# Assigned task:
Within the records below, how many lines hold the string "Metric"? State that number and nothing else.

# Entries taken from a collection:
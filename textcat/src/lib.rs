#![cfg_attr(docsrs, feature(doc_cfg))]

//! # Textcat
//!
//! Textcat categorizes documents, typically by language, by comparing their character or word
//! n-gram profile with per-category profiles learned from labelled text.
//!
//! ## Examples
//!
//! ```no_run
//! use std::fs::File;
//! use std::io::{prelude::*, stdin, BufReader};
//!
//! use textcat::{Classifier, Metric, Model};
//!
//! let mut f = BufReader::new(File::open("model_3_300_normal_char.json").unwrap());
//! let model = Model::read(&mut f).unwrap();
//! let classifier = Classifier::new(model, Metric::Euclidean);
//!
//! for line in stdin().lock().lines() {
//!     let line = line.unwrap();
//!     println!("{}", classifier.classify(&line));
//! }
//! ```
//!
//! Training requires **crate feature** `train`. For more details, see [`Trainer`].

mod classifier;
mod config;
mod dataset;
mod distance;
mod extractor;
mod frequency;
mod model;
mod profile;
mod report;
mod utils;

#[cfg(feature = "train")]
mod trainer;

pub mod errors;

pub use classifier::{Classifier, Prediction};
pub use config::{ModelConfig, NgramMethod, NgramRange, NgramToken};
pub use dataset::Dataset;
pub use distance::{Cosine, Euclidean, Metric, OutOfPlace, ScoreOrder, Scorer};
pub use errors::{Result, TextcatError};
pub use extractor::{clean_text, split_sentences, NgramExtractor};
pub use frequency::NgramCounts;
pub use model::Model;
pub use profile::CategoryProfile;
pub use report::{ClassificationReport, Scores};

#[cfg(feature = "train")]
pub use trainer::Trainer;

# Answer for this exercise:
3